Some of those students earned their high school diplomas Thursday. It was a proud day for Antoniah Starks as she crossed the stage. Graduating high school was the last thing on her mind when she dropped out a couple of years ago, shortly after her sister and close friend were killed in separate shooting incidents. School administrators convinced her to come back and get her diploma. “I really wanna be somebody,” Starks said.
CPS started the program after losing track of a number of students who left school during the pandemic. Convincing them to come back was not easy. “We are relentless,” said Breakthrough Executive Director Yolanda Fields. “Because you say no once does not mean we won’t continue to ask.”
The students named the program “Back to Our Future’.

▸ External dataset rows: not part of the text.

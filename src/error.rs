//! Error types for the booking service.
//!
//! `BookingError` is the domain taxonomy produced by the pricing engine,
//! the booking state machine and the payment reconciler. `AppError` is the
//! HTTP-facing wrapper that maps each failure onto a conventional status
//! code without leaking internal variant names to customers.

use axum::{
    http::StatusCode,
    response::{IntoResponse, Response},
    Json,
};
use serde::Serialize;
use thiserror::Error;

use crate::models::booking::BookingStatus;

#[derive(Debug, Error)]
pub enum BookingError {
    #[error("unknown rental duration tier: {0}")]
    InvalidDurationTier(String),

    #[error("rental rate must be non-negative")]
    InvalidRate,

    #[error("payment amount does not match the booked total")]
    AmountMismatch { expected: i64, got: i64 },

    #[error("booking is not awaiting payment")]
    BookingNotPayable { status: BookingStatus },

    #[error("no payment order known for the given gateway reference")]
    UnknownOrder,

    #[error("payment signature verification failed")]
    SignatureInvalid,

    #[error("illegal booking transition {from} -> {to}")]
    IllegalStateTransition {
        from: BookingStatus,
        to: BookingStatus,
    },

    #[error("booking state changed underneath the operation")]
    StaleBookingState,

    #[error("booking not found")]
    BookingNotFound,

    #[error("payment gateway error: {0}")]
    Gateway(anyhow::Error),

    #[error(transparent)]
    Storage(#[from] anyhow::Error),
}

#[derive(Debug, Error)]
pub enum AppError {
    #[error("Validation error: {0}")]
    ValidationError(#[from] validator::ValidationErrors),

    #[error("Bad request: {0}")]
    BadRequest(anyhow::Error),

    #[error("Not found: {0}")]
    NotFound(anyhow::Error),

    #[error("Unauthorized: {0}")]
    Unauthorized(anyhow::Error),

    #[error("Forbidden: {0}")]
    Forbidden(anyhow::Error),

    #[error("Conflict: {0}")]
    Conflict(anyhow::Error),

    #[error("Internal server error: {0}")]
    InternalError(#[from] anyhow::Error),

    #[error("Bad Gateway: {0}")]
    BadGateway(String),

    #[error("Database error: {0}")]
    DatabaseError(anyhow::Error),
}

impl From<mongodb::error::Error> for AppError {
    fn from(err: mongodb::error::Error) -> Self {
        AppError::DatabaseError(anyhow::Error::new(err))
    }
}

impl From<BookingError> for AppError {
    fn from(err: BookingError) -> Self {
        match err {
            BookingError::InvalidDurationTier(_) | BookingError::InvalidRate => {
                AppError::BadRequest(anyhow::Error::new(err))
            }
            BookingError::AmountMismatch { .. } => AppError::BadRequest(anyhow::Error::new(err)),
            BookingError::BookingNotPayable { .. }
            | BookingError::IllegalStateTransition { .. }
            | BookingError::StaleBookingState => AppError::Conflict(anyhow::Error::new(err)),
            BookingError::UnknownOrder | BookingError::BookingNotFound => {
                AppError::NotFound(anyhow::Error::new(err))
            }
            BookingError::SignatureInvalid => AppError::Unauthorized(anyhow::Error::new(err)),
            BookingError::Gateway(err) => AppError::BadGateway(format!("{:#}", err)),
            BookingError::Storage(err) => AppError::InternalError(err),
        }
    }
}

impl IntoResponse for AppError {
    fn into_response(self) -> Response {
        #[derive(Serialize)]
        struct ErrorResponse {
            error: String,
            #[serde(skip_serializing_if = "Option::is_none")]
            details: Option<String>,
        }

        let (status, error_message, details) = match self {
            AppError::ValidationError(err) => (
                StatusCode::UNPROCESSABLE_ENTITY,
                "Validation error".to_string(),
                Some(err.to_string()),
            ),
            AppError::BadRequest(err) => (StatusCode::BAD_REQUEST, err.to_string(), None),
            AppError::NotFound(err) => (StatusCode::NOT_FOUND, err.to_string(), None),
            AppError::Unauthorized(err) => (StatusCode::UNAUTHORIZED, err.to_string(), None),
            AppError::Forbidden(err) => (StatusCode::FORBIDDEN, err.to_string(), None),
            AppError::Conflict(err) => (StatusCode::CONFLICT, err.to_string(), None),
            AppError::InternalError(err) => (
                StatusCode::INTERNAL_SERVER_ERROR,
                "Internal server error".to_string(),
                Some(format!("{:#}", err)),
            ),
            AppError::BadGateway(msg) => (
                StatusCode::BAD_GATEWAY,
                format!("Bad Gateway: {}", msg),
                None,
            ),
            AppError::DatabaseError(err) => (
                StatusCode::INTERNAL_SERVER_ERROR,
                "Database error".to_string(),
                Some(err.to_string()),
            ),
        };

        (
            status,
            Json(ErrorResponse {
                error: error_message,
                details,
            }),
        )
            .into_response()
    }
}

Alonte Wilson looks forward to the future as a high school graduate. He dropped out after being shot and injured twice and losing several people close to him. “Actually I feel it saved him,” Alonte’s mother, Tequila Wilson, said. “I’m so proud of him.” He now hopes to become an architect. “It was something I needed,” Alonte said. “It was something I was missing that was supposed to be a part of my life.”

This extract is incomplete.